Trivsel — Every second student at the University of Copenhagen (UCPH) experiences stress ‘often’ or ‘very often’ according to a new study from the Danish Association of Masters and PhDs DM. It is especially the examinations and the struggle for good grades that is the stress factor.

About the SURVEY

• 375 students from UCPH took part in the survey. Of these, 61.6 per cent study humanities subjects.

• 25 per cent say that they ‘quite often’ feel nervous and stressed. 26 per cent say that they do ‘very often’.

• 26 per cent respond that they ‘quite often’ cannot cope with what they are supposed to do. 21 per cent say this happens ‘very often’.

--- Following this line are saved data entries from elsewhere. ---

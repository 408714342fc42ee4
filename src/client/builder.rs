use crate::cache::{FingerprintGenerator, NarrativeCache};
use crate::client::core::ExplainClient;
use crate::transport::{HttpTransport, NarrativeBackend, TransportConfig};
use crate::Result;
use std::sync::Arc;
use std::time::Duration;
use tracing::debug;

pub const DEFAULT_TOP_N: usize = 5;

/// Builder for creating clients with custom configuration.
///
/// Unset values come from the environment (see [`TransportConfig::from_env`] and
/// `CREDIT_EXPLAIN_TOP_N`), then from defaults.
pub struct ExplainClientBuilder {
    base_url_override: Option<String>,
    narrative_path: Option<String>,
    timeout: Option<Duration>,
    top_n: Option<usize>,
    keys: FingerprintGenerator,
    backend: Option<Arc<dyn NarrativeBackend>>,
}

impl ExplainClientBuilder {
    pub fn new() -> Self {
        Self {
            base_url_override: None,
            narrative_path: None,
            timeout: None,
            top_n: None,
            keys: FingerprintGenerator::new(),
            backend: None,
        }
    }

    /// Override the backend base URL (mock servers, staging).
    pub fn base_url_override(mut self, base_url: impl Into<String>) -> Self {
        self.base_url_override = Some(base_url.into());
        self
    }

    pub fn narrative_path(mut self, path: impl Into<String>) -> Self {
        self.narrative_path = Some(path.into());
        self
    }

    pub fn timeout(mut self, timeout: Duration) -> Self {
        self.timeout = Some(timeout);
        self
    }

    /// Number of features, by absolute SHAP value, sent with each request.
    pub fn top_n(mut self, n: usize) -> Self {
        self.top_n = Some(n.max(1));
        self
    }

    /// Decimal places of the probability that take part in the cache key.
    pub fn probability_precision(mut self, precision: usize) -> Self {
        self.keys = self.keys.with_precision(precision);
        self
    }

    /// Inject a backend instead of the HTTP transport.
    pub fn with_backend(mut self, backend: Arc<dyn NarrativeBackend>) -> Self {
        self.backend = Some(backend);
        self
    }

    /// Build the client. Each call creates a fresh, empty cache.
    pub fn build(self) -> Result<ExplainClient> {
        let backend = match self.backend {
            Some(backend) => backend,
            None => {
                let mut config = TransportConfig::from_env();
                if let Some(url) = self.base_url_override {
                    config.base_url = url;
                }
                if let Some(path) = self.narrative_path {
                    config.narrative_path = path;
                }
                if let Some(timeout) = self.timeout {
                    config.timeout = timeout;
                }
                let transport = HttpTransport::new(&config)?;
                debug!(
                    endpoint = %transport.endpoint(),
                    timeout_secs = config.timeout.as_secs(),
                    "narrative transport ready"
                );
                Arc::new(transport) as Arc<dyn NarrativeBackend>
            }
        };

        let top_n = self
            .top_n
            .or_else(|| {
                std::env::var("CREDIT_EXPLAIN_TOP_N")
                    .ok()?
                    .parse::<usize>()
                    .ok()
            })
            .unwrap_or(DEFAULT_TOP_N)
            .max(1);

        Ok(ExplainClient {
            cache: NarrativeCache::with_generator(backend, self.keys),
            top_n,
        })
    }
}

impl Default for ExplainClientBuilder {
    fn default() -> Self {
        Self::new()
    }
}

Unfortunately, we have written this story before. Students at UCPH are stressed – and often to such an extent that it affects their studies. The University’s large-scale work assessment survey in 2014 showed that 45 per cent of students were stressed in their daily lives.

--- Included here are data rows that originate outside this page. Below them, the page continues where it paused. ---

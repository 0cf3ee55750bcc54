use dioxus::prelude::*;
use nft_market_api::prelude::*;

use crate::route::Route;
use crate::components::WalletButton;

#[component]
pub fn Layout() -> Element {
    let config = use_context::<MarketConfig>();
    let wallet = use_context::<WalletConfig>();

    rsx! {
        div { class: "min-h-screen",
            style: "background-color: var(--surface-base);",
            // Navigation
            nav { class: "border-b elevated-border backdrop-blur sticky top-0 z-50",
                style: "background-color: var(--surface-base);",
                div { class: "max-w-7xl mx-auto px-4 sm:px-6 lg:px-8",
                    div { class: "flex justify-between h-16",
                        div { class: "flex items-center",
                            Link { to: Route::Home {}, class: "flex items-center space-x-2",
                                span { class: "text-2xl font-bold text-market-400", "{wallet.app_name}" }
                            }
                        }

                        div { class: "hidden sm:flex sm:items-center sm:space-x-8",
                            NavLink { to: Route::Marketplace {}, label: "Marketplace" }
                            NavLink { to: Route::Mint {}, label: "Mint" }
                            NavLink { to: Route::MyNfts {}, label: "My NFTs" }
                            NavLink { to: Route::Dashboard {}, label: "Dashboard" }
                            NavLink { to: Route::Explorer {}, label: "Explore" }
                        }

                        div { class: "flex items-center",
                            WalletButton {}
                        }
                    }
                }
            }

            main { class: "max-w-7xl mx-auto px-4 sm:px-6 lg:px-8 py-8",
                Outlet::<Route> {}
            }

            footer { class: "border-t elevated-border py-8 mt-auto",
                div { class: "max-w-7xl mx-auto px-4 sm:px-6 lg:px-8 text-center text-low",
                    p { "{wallet.app_name} - mint, list and trade on chain {config.chain_id}" }
                    p { class: "text-sm mt-2",
                        "Collection: "
                        code { class: "text-gold", "{config.nft_address}" }
                        " Marketplace: "
                        code { class: "text-gold", "{config.marketplace_address}" }
                    }
                }
            }
        }
    }
}

#[component]
fn NavLink(to: Route, label: &'static str) -> Element {
    rsx! {
        Link {
            to: to,
            class: "text-mid hover:text-gold px-3 py-2 text-sm font-medium transition-colors",
            "{label}"
        }
    }
}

And in the last couple of years, numerous articles and opinion pieces have been written about a generation of young people who have been so pressured by the Danish government’s study progress reforms and their own towering expectations, that they are getting sick with stress and depression.

It still requires a robust psyche to be a student at the University of Copenhagen. According to a new study by the Danish Association of Masters and PhDs DM, 51 per cent – more than every second student – experiences stress often, or very often. According to the study, this is two percentage points higher than the national average for university students.

The survey had 375 respondents – most of whom (60 per cent) are humanities students. The report is not uplifting reading. 47 per cent say that they ‘quite often’ or ‘very often’ cannot cope with all their tasks.

Big pressure

Chairman of DM Students Lea Friedberg is not surprised at the high numbers of stressed students.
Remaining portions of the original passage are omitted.